There was an incident of black market activity involving a member of the unit and other less significant incidents where members loosely interpreted regulations. The .50 calibre machine gun that disappeared was stolen by belligerent forces and not sold to them as was alleged. But false information was provided to investigators to protect the image and reputation of the platoon involved.

The Board did find that the Canadian soldiers in the incident involving the death of a wounded Serb acted in the best tradition of the Canadian Army by offering humanitarian assistance to a wounded belligerent. That the Serb eventually died of his wounds is regrettable but is in no way related to a lack of medical attention from the Canadians as originally alleged. Everything that could reasonably have been done to assist the wounded Serb was in fact done. The Canadian soldiers involved are to be commended for acting correctly and with dispatch.

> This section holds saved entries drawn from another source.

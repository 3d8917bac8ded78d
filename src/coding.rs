//! Codings: the delimiter and indentation configuration of the notation
//!
//! A [`Coding`] decides which characters open and close a bracketed list,
//! which character acts as the pairing sugar (`key: value`), and what one
//! level of indentation looks like. Parsing and serialization both consult
//! the same coding, so text written under one coding reads back under it.

use thiserror::Error;

/// What one level of indentation consists of
#[derive(Debug, Clone, Copy, PartialEq, Eq, Hash)]
#[cfg_attr(feature = "serde", derive(serde::Serialize, serde::Deserialize))]
pub enum IndentStyle {
    /// `n` spaces per level
    Spaces(usize),
    /// One tab per level
    Tab,
}

impl IndentStyle {
    /// The character an indent is made of
    pub fn character(&self) -> char {
        match self {
            Self::Spaces(_) => ' ',
            Self::Tab => '\t',
        }
    }

    /// Number of characters in one level
    pub fn width(&self) -> usize {
        match self {
            Self::Spaces(n) => *n,
            Self::Tab => 1,
        }
    }
}

/// Errors reported by [`Coding::validate`]
#[derive(Debug, Clone, PartialEq, Eq, Error)]
pub enum CodingError {
    /// Open and close are not one of `()`, `[]`, `{}`
    #[error("brackets {open:?} and {close:?} are not a matching pair")]
    UnmatchedBrackets { open: char, close: char },

    /// The pairing character collides with syntax the parser already reserves
    #[error("pairing character {0:?} is reserved")]
    ReservedPairing(char),

    /// Space indentation must be between 1 and 16 spaces wide
    #[error("indentation of {0} spaces is out of range (1 to 16)")]
    IndentWidth(usize),
}

/// Delimiter and indentation configuration
#[derive(Debug, Clone, PartialEq, Eq, Hash)]
#[cfg_attr(feature = "serde", derive(serde::Serialize, serde::Deserialize))]
pub struct Coding {
    /// Character that opens a bracketed list
    pub open: char,
    /// Character that closes a bracketed list
    pub close: char,
    /// Character that wraps the term before it and the term after it into a list
    pub pairing: char,
    /// One level of indentation
    pub indent: IndentStyle,
    /// Require every indent step to be exactly one `indent` unit
    pub strict_indent: bool,
}

impl Default for Coding {
    fn default() -> Self {
        Self::pretty()
    }
}

impl Coding {
    /// `(`, `)`, `:` with two-space soft indentation
    pub fn pretty() -> Self {
        Self {
            open: '(',
            close: ')',
            pairing: ':',
            indent: IndentStyle::Spaces(2),
            strict_indent: false,
        }
    }

    /// `[`, `]`, `;` with tab indentation
    pub fn bracketed() -> Self {
        Self {
            open: '[',
            close: ']',
            pairing: ';',
            indent: IndentStyle::Tab,
            strict_indent: false,
        }
    }

    /// `[`, `]`, `=` with two-space indentation; none of these need shell quoting
    pub fn cli() -> Self {
        Self {
            open: '[',
            close: ']',
            pairing: '=',
            indent: IndentStyle::Spaces(2),
            strict_indent: false,
        }
    }

    pub fn with_brackets(mut self, open: char, close: char) -> Self {
        self.open = open;
        self.close = close;
        self
    }

    pub fn with_pairing(mut self, pairing: char) -> Self {
        self.pairing = pairing;
        self
    }

    pub fn with_indent(mut self, indent: IndentStyle) -> Self {
        self.indent = indent;
        self
    }

    pub fn with_strict_indent(mut self, strict: bool) -> Self {
        self.strict_indent = strict;
        self
    }

    /// Check that the parser can work with this coding
    pub fn validate(&self) -> Result<(), CodingError> {
        if !matches!((self.open, self.close), ('(', ')') | ('[', ']') | ('{', '}')) {
            return Err(CodingError::UnmatchedBrackets {
                open: self.open,
                close: self.close,
            });
        }
        let p = self.pairing;
        if p.is_whitespace() || p == '"' || p == '\\' || p == self.open || p == self.close {
            return Err(CodingError::ReservedPairing(p));
        }
        match self.indent {
            IndentStyle::Spaces(n) if !(1..=16).contains(&n) => Err(CodingError::IndentWidth(n)),
            _ => Ok(()),
        }
    }

    /// Whether `ch` is one of this coding's three delimiters
    pub fn is_delimiter(&self, ch: char) -> bool {
        ch == self.open || ch == self.close || ch == self.pairing
    }

    /// Whether an atom must be quoted to survive a round trip
    pub fn needs_escape(&self, atom: &str) -> bool {
        atom.is_empty()
            || atom
                .chars()
                .any(|c| matches!(c, ' ' | '\t' | '\n' | '\r' | '"') || self.is_delimiter(c))
    }

    /// One level of indentation
    pub fn indent_unit(&self) -> String {
        self.indent(1)
    }

    /// Generate indentation string for the given level
    pub fn indent(&self, level: usize) -> String {
        match self.indent {
            IndentStyle::Spaces(n) => " ".repeat(n * level),
            IndentStyle::Tab => "\t".repeat(level),
        }
    }
}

The Board found that there were leadership failures by certain individuals at all levels of the unit. These failures can be primarily attributed to individuals, but there is a recurring theme of inadequate supervision of subordinates.

Many of the problems experienced were not exclusive to CANBAT 2 but rather they could be found sporadically at all rank levels within the Army. These include issues of command and control, leadership and ethics training, army culture and the regimental system.

Individuals whom the Board deems responsible for incidents of misconduct or unprofessional behaviour are identified and recommendations are made for appropriate administrative action against them.


The Commander of Land Force Command has accepted the findings and recommendations of the Board of Inquiry, with only minor reservations in a few instances, and has developed an army action plan to implement the many detailed and specific recommendations.

In addition, with regard to the major recommendations, the Commander has additional plans as follows:

To address individual cases, a Special Career Review Board (SCRB) will be convened to determine the administrative measures required for each individual service member identified for misconduct or shortcomings in the Report. The report makes specific recommendations in each case. Having the same review board adjudicate all the files will ensure standardized treatment which would be fair and equitable to all concerned. A Career Review Board evaluates an individual's career and recommends appropriate action up to and including release from the Canadian Forces.

Where possible, rather than initiating other studies and investigations, the intent is to resort to recent, existing studies and initiatives and modify or reorient the work of committees and study groups when necessary. To address the systemic army-wide problems identified by the Board, the following actions have been or will be undertaken:

  1. The establishment and publication by the Commander of Land Force Command of required army norms and Standards and what desired values, attributes and qualities the army will foster within its ranks.
  2. The establishment of an Army Command Selection Board to ensure that the army chain of command will have direct input into the selection of commanding officers and key Chief Warrant Officer appointments. Furthermore, leadership and ethical behaviour will be given added emphasis in the army's evaluation and promotion systems.
  3. A review of the selection criteria for army personnel within the recruiting process, in order to clearly define what the army requires as candidates and that these people will fit into the army value system.
  4. An analysis of the command and leadership education process through the officer and non-commissioned member professional development councils to ensure that leadership principles essential to an army are primary within the training and education process.